PS - 34

3K 139 3
                                    

Jangan Lupa Berjejak!

Hepi Ridingssss ....

****

Justica menatap bangunan rumah sakit yang berada di depannya. Akhirnya, ia bisa keluar juga dari tempat terkutuk itu. Salah satu tempat yang paling dibenci oleh Justica, selain daripada kantor polisi. Oh, jangan tanya lagi. Justica sering kali mendapatkan teror tilang online atau bahkan secara langsung di jalanan.

"Ayo!" ajak Sekala begitu berdiri di samping Justica. Ia baru saja menyelesaikan administrasi. Justica mengekor di belakang Sekala menuju mobil.

"Pasang seatbelt-nya, Justi," tegur Sekala saat melihat Justica sudah menyender dengan santai bahkan matanya sudah tertutup lagi.

Justica melirik Sekala malas. Baru saja duduk, sudah dibuat kesal. "Iya ... iya, cerewet."

Sekala tidak menggubris. Ia langsung mengemudikan mobilnya melintasi jalanan Jakarta yang tidak pernah tidur dari yang namanya kepadatan lalu lintas. Memang sedikit wajar, sih. Sudah mau jam empat sore, jam-jam para pekerja pulang ke rumahnya.

Setelah melewati lampu merah, Justica melirik Sekala heran. Harusnya lurus, kenapa jadi belok kanan kalau menuju rumahnya? Tapi, Justica pikir, Sekala melewati jalur lain.

"Lho? Kok? Ini, kan, makin jauh dari rumah saya. Bapak mau bawa saya ke mana lagi?" pekik Justica. Tapi Sekala hanya diam. Kesal, Justica menyikut Sekala.

"Kenapa , sih?" kesal Sekala.

"Masih bisa ngomong ternyata. Kirain udah bisu. Ditanya malah diam. Mending turunin saya di sini, kalau Bapak nggak mau antar saya pulang," ucap Justica bersedekap. Terpaksa Sekala menepikan mobilnya dan berhenti sejenak. Ia menatap Justica dalam.

"Sini, saya tanya. Memangnya kamu sudah siap bertemu sama ayah atau omamu?"
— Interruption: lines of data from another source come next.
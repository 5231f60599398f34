//! action-invoker CLI: run a job file through the local invoker.

use std::path::{Path, PathBuf};
use std::sync::Arc;

use action_invoker::config::Config;
use action_invoker::lifecycle::{
    BroadcastSink, LifecycleEvent, LifecyclePhase, TracingSink, WorkItemLifecyclePublisher,
};
use action_invoker::params::{ACTION_CLASS, ACTION_ID};
use action_invoker::telemetry::{TelemetryConfig, init_telemetry};
use action_invoker::{Action, ActionContext, ActionDetails, ActionInvoker, ActionOutcome, Params};
use anyhow::Context as _;
use clap::{Parser, Subcommand};
use serde::Deserialize;
use serde_json::json;

#[derive(Parser)]
#[command(name = "action-invoker", about = "Run scheduled actions locally")]
struct Cli {
    #[command(subcommand)]
    command: Command,
}

#[derive(Subcommand)]
enum Command {
    /// Invoke the action described by a job file
    Invoke {
        /// Path to a TOML job file
        job: PathBuf,
        /// Run as this user instead of the job's user
        #[arg(long)]
        user: Option<String>,
    },
    /// List the built-in actions
    Actions,
}

/// A job file: which action to run, as whom, with what parameters.
#[derive(Debug, Deserialize)]
struct Job {
    action: String,
    user: Option<String>,
    #[serde(default)]
    params: Params,
}

const BUILTIN_ACTIONS: [(&str, &str); 4] = [
    ("echo", "report the parameters back as details"),
    ("touch", "succeed and ask the caller to persist an update"),
    ("fail", "return an error"),
    ("panic", "panic while running"),
];

struct Builtin(&'static str);

impl Action for Builtin {
    fn name(&self) -> &str {
        self.0
    }

    fn execute(&self, ctx: ActionContext<'_>) -> anyhow::Result<ActionOutcome> {
        match self.0 {
            "echo" => Ok(ActionOutcome::unchanged().with_details(json!({
                "principal": ctx.security.principal,
                "params": ctx.params,
                "stream_provider": ctx.stream_provider,
            }))),
            "touch" => Ok(ActionOutcome::requires_update()),
            "fail" => anyhow::bail!("{} failed on request", ctx.security.principal),
            _ => panic!("panic requested by job"),
        }
    }
}

fn resolve_action(name: &str) -> anyhow::Result<Arc<dyn Action>> {
    BUILTIN_ACTIONS
        .iter()
        .find(|(n, _)| *n == name)
        .map(|(n, _)| Arc::new(Builtin(*n)) as Arc<dyn Action>)
        .with_context(|| format!("unknown action {name:?}, see `action-invoker actions`"))
}

fn load_job(path: &Path) -> anyhow::Result<Job> {
    let content =
        std::fs::read_to_string(path).with_context(|| format!("reading {}", path.display()))?;
    toml::from_str(&content).with_context(|| format!("parsing {}", path.display()))
}

#[tokio::main]
async fn main() -> anyhow::Result<()> {
    dotenvy::dotenv().ok();
    let cli = Cli::parse();

    match cli.command {
        Command::Actions => {
            for (name, about) in BUILTIN_ACTIONS {
                println!("{name:<8} {about}");
            }
            Ok(())
        }
        Command::Invoke { job, user } => {
            let config = Config::from_env()?;
            let guard = init_telemetry(TelemetryConfig::from_config(&config, "action-invoker"))?;

            let output =
                tokio::task::spawn_blocking(move || cmd_invoke(&config, &job, user)).await??;
            println!("{}", serde_json::to_string_pretty(&output)?);

            tokio::task::spawn_blocking(move || guard.force_flush()).await?;
            Ok(())
        }
    }
}

fn cmd_invoke(config: &Config, path: &Path, user: Option<String>) -> anyhow::Result<serde_json::Value> {
    let mut job = load_job(path)?;
    let action = resolve_action(&job.action)?;

    // Jobs written by hand may leave out the markers the scheduler adds.
    job.params
        .entry(ACTION_CLASS)
        .or_insert_with(|| json!(job.action));
    if !job.params.contains_key(ACTION_ID) {
        let stem = path.file_stem().map(|s| s.to_string_lossy().into_owned());
        job.params
            .insert(ACTION_ID.to_string(), json!(stem.unwrap_or_else(|| "job".into())));
    }

    let events = BroadcastSink::new(16);
    let mut rx = events.subscribe();
    let publisher = WorkItemLifecyclePublisher::new()
        .with_sink(Arc::new(TracingSink))
        .with_sink(Arc::new(events));
    let invoker = ActionInvoker::new(config.invoker(), publisher);

    let mut details = ActionDetails::new(action, job.params.clone());
    details.user_name = user.or(job.user);
    let uid = details.work_item_uid();

    let status = invoker.invoke(details)?;
    if status.is_success() {
        invoker.publisher().publish(
            uid.as_ref(),
            Some(&job.params),
            LifecyclePhase::Succeeded,
            None,
        );
    }

    let mut published: Vec<LifecycleEvent> = Vec::new();
    while let Ok(event) = rx.try_recv() {
        published.push(event);
    }

    Ok(json!({
        "work_item_uid": uid,
        "status": {
            "success": status.is_success(),
            "failure": status.failure.as_ref().map(ToString::to_string),
            "requires_update": status.requires_update,
            "details": status.details,
        },
        "events": published,
    }))
}
//! Identity selection and identity-scoped execution.
//!
//! A job runs as the user who scheduled it, or anonymously when there is
//! no such user. The identity is passed to the action explicitly and is
//! also installed as the calling thread's current [`SecurityContext`] for
//! exactly the duration of the call. Scopes are thread-local, nest, and
//! restore the previous context on drop, including while unwinding.

use std::cell::RefCell;
use std::sync::Arc;

use serde::{Deserialize, Serialize};
use tracing::debug;
use uuid::Uuid;

use crate::model::{Action, ActionContext, ActionOutcome, Params};
use crate::params::SYSTEM_SESSION_USER;
use crate::stream::StreamProviderHandle;

pub const ANONYMOUS_PRINCIPAL: &str = "anonymousUser";
pub const ANONYMOUS_ROLE: &str = "Anonymous";
pub const AUTHENTICATED_ROLE: &str = "Authenticated";

// ---------------------------------------------------------------------------
// Identity
// ---------------------------------------------------------------------------

/// Who an action runs as.
#[derive(Debug, Clone, PartialEq, Eq, Hash, Serialize, Deserialize)]
#[serde(tag = "mode", content = "user", rename_all = "snake_case")]
pub enum Identity {
    Anonymous,
    User(String),
}

impl Identity {
    /// Pick the run identity for a job's acting user.
    ///
    /// Jobs created by the platform's own session are not run as an
    /// authenticated user; they run anonymously like unowned jobs.
    pub fn for_acting_user(user: Option<&str>) -> Self {
        match user {
            None => Identity::Anonymous,
            Some(u) if u.is_empty() || u == SYSTEM_SESSION_USER => Identity::Anonymous,
            Some(u) => Identity::User(u.to_string()),
        }
    }

    pub fn is_anonymous(&self) -> bool {
        matches!(self, Identity::Anonymous)
    }

    /// Short label for logs and metrics.
    pub fn mode(&self) -> &'static str {
        match self {
            Identity::Anonymous => "anonymous",
            Identity::User(_) => "user",
        }
    }
}

impl std::fmt::Display for Identity {
    fn fmt(&self, f: &mut std::fmt::Formatter<'_>) -> std::fmt::Result {
        match self {
            Identity::Anonymous => f.write_str(ANONYMOUS_PRINCIPAL),
            Identity::User(name) => f.write_str(name),
        }
    }
}

// ---------------------------------------------------------------------------
// Security context
// ---------------------------------------------------------------------------

/// An opened session for one identity.
#[derive(Debug, Clone, PartialEq, Eq, Serialize, Deserialize)]
pub struct SecurityContext {
    pub session_id: Uuid,
    pub principal: String,
    pub roles: Vec<String>,
    pub anonymous: bool,
}

impl SecurityContext {
    pub fn has_role(&self, role: &str) -> bool {
        self.roles.iter().any(|r| r == role)
    }
}

/// Opens security contexts. Backed by the platform's session machinery.
pub trait SessionProvider: Send + Sync {
    fn open(&self, identity: &Identity) -> anyhow::Result<SecurityContext>;
}

/// Session provider that grants fixed roles without consulting a user store.
#[derive(Debug, Clone, Default)]
pub struct DefaultSessionProvider;

impl SessionProvider for DefaultSessionProvider {
    fn open(&self, identity: &Identity) -> anyhow::Result<SecurityContext> {
        let ctx = match identity {
            Identity::Anonymous => SecurityContext {
                session_id: Uuid::new_v4(),
                principal: ANONYMOUS_PRINCIPAL.to_string(),
                roles: vec![ANONYMOUS_ROLE.to_string()],
                anonymous: true,
            },
            Identity::User(name) => SecurityContext {
                session_id: Uuid::new_v4(),
                principal: name.clone(),
                roles: vec![AUTHENTICATED_ROLE.to_string()],
                anonymous: false,
            },
        };
        Ok(ctx)
    }
}

// ---------------------------------------------------------------------------
// Scope
// ---------------------------------------------------------------------------

thread_local! {
    static CURRENT: RefCell<Option<Arc<SecurityContext>>> = const { RefCell::new(None) };
}

/// The security context of the innermost active scope on this thread.
pub fn current_security_context() -> Option<Arc<SecurityContext>> {
    CURRENT.with(|c| c.borrow().clone())
}

/// Guard that makes a context current on this thread until dropped.
///
/// Not `Send`: the scope must end on the thread that entered it.
pub struct IdentityScope {
    previous: Option<Arc<SecurityContext>>,
    _not_send: std::marker::PhantomData<*const ()>,
}

impl IdentityScope {
    pub fn enter(ctx: Arc<SecurityContext>) -> Self {
        let previous = CURRENT.with(|c| c.replace(Some(ctx)));
        Self {
            previous,
            _not_send: std::marker::PhantomData,
        }
    }
}

impl Drop for IdentityScope {
    fn drop(&mut self) {
        let previous = self.previous.take();
        CURRENT.with(|c| {
            *c.borrow_mut() = previous;
        });
    }
}

// ---------------------------------------------------------------------------
// Runner
// ---------------------------------------------------------------------------

/// Runs an action so that every identity check inside it resolves as the
/// given identity. Failures, panics included, reach the caller untouched.
pub trait IdentityScopedRunner: Send + Sync {
    fn run(
        &self,
        identity: &Identity,
        action: &dyn Action,
        params: &Params,
        stream_provider: Option<&StreamProviderHandle>,
    ) -> anyhow::Result<ActionOutcome>;
}

/// Default runner: open a session, scope it to the call, execute.
pub struct ScopedRunner<P = DefaultSessionProvider> {
    sessions: P,
}

impl ScopedRunner {
    pub fn new() -> Self {
        Self {
            sessions: DefaultSessionProvider,
        }
    }
}

impl Default for ScopedRunner {
    fn default() -> Self {
        Self::new()
    }
}

impl<P: SessionProvider> ScopedRunner<P> {
    pub fn with_sessions(sessions: P) -> Self {
        Self { sessions }
    }
}

impl<P: SessionProvider> IdentityScopedRunner for ScopedRunner<P> {
    fn run(
        &self,
        identity: &Identity,
        action: &dyn Action,
        params: &Params,
        stream_provider: Option<&StreamProviderHandle>,
    ) -> anyhow::Result<ActionOutcome> {
        let ctx = Arc::new(self.sessions.open(identity)?);
        debug!(
            principal = %ctx.principal,
            session_id = %ctx.session_id,
            action = action.name(),
            "entering identity scope"
        );

        let _scope = IdentityScope::enter(Arc::clone(&ctx));
        action.execute(ActionContext {
            security: &ctx,
            params,
            stream_provider,
        })
    }
}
Justica bergeming, bahkan untuk membalas tatapan Sekala saja, ia tak berani. Ia melupakan satu hal itu. Ia memang belum siap untuk bertemu dengan ayahnya, apalagi omanya setelah mengetahui beberapa fakta menyakitkan tentang dirinya. Sekala yang memang pada dasarnya sudah mengerti, berinisiatif sendiri jadinya. Ia kemudian kembali melanjutkan perjalanan.

Sepanjang jalan itu pun, mereka hanya terdiam. Satu yang Justica tahu, perjalanan ini sudah cukup jauh. Mungkin sudah sekitar empat puluh lima menit. Pikirannya bergulir ke banyak hal. Termasuk kesiapannya dalam bertemu ayahnya. Entah berapa lama waktu yang ia butuhkan untuk itu.

"Mau mikir berapa lama lagi?" tanya Sekala menyentak Justica. Mereka sudah sampai. Justica melihat sekitar. Asing. Jelas, Justica baru kali ini ke tempat ini. Melihat Sekala yang sudah turun, Justica pun ikutan turun.

Di depannya, ada rumah yang emang tak sebesar rumahnya. Terlihat minimalis, tapi tetap memberikan kesan yang modern. Memang sama-sama memiliki halaman yang luas, tapi di rumah Jjustica hanya rumput hias. Itu saja. Sedangkan di depan rumah ini, ada banyak tanaman. Bunga, bahkan beberapa pohon yang lumayan besar menjadi penghias rumah ini. Jadi, kesannya lebih rindang ketimbang rumahnya sendiri.

"Ayo, masuk!" ajak Sekala.

"Ini rumah siapa, Pak?" tanya Justica penasaran.

"Rumah kita," jawab Sekala singkat, sebelum membuka pintu yang berwarna cokelat itu.

"Kita?"

"Kamu istri saya, ya, ini pun rumah kamu. Meski sebelumnya ini rumah saya," jawab Sekala lagi membuat Justica melongo.

Justica pun melangkah masuk. Wangi lavender seketika menyeruak. Ternyata bukan hanya di luar, tapi di dalam rumah juga terdapat beberapa bunga hias. Termasuk bunga lavender yang tertata rapi di ujung sofa, dekat TV. Justica jadi curiga.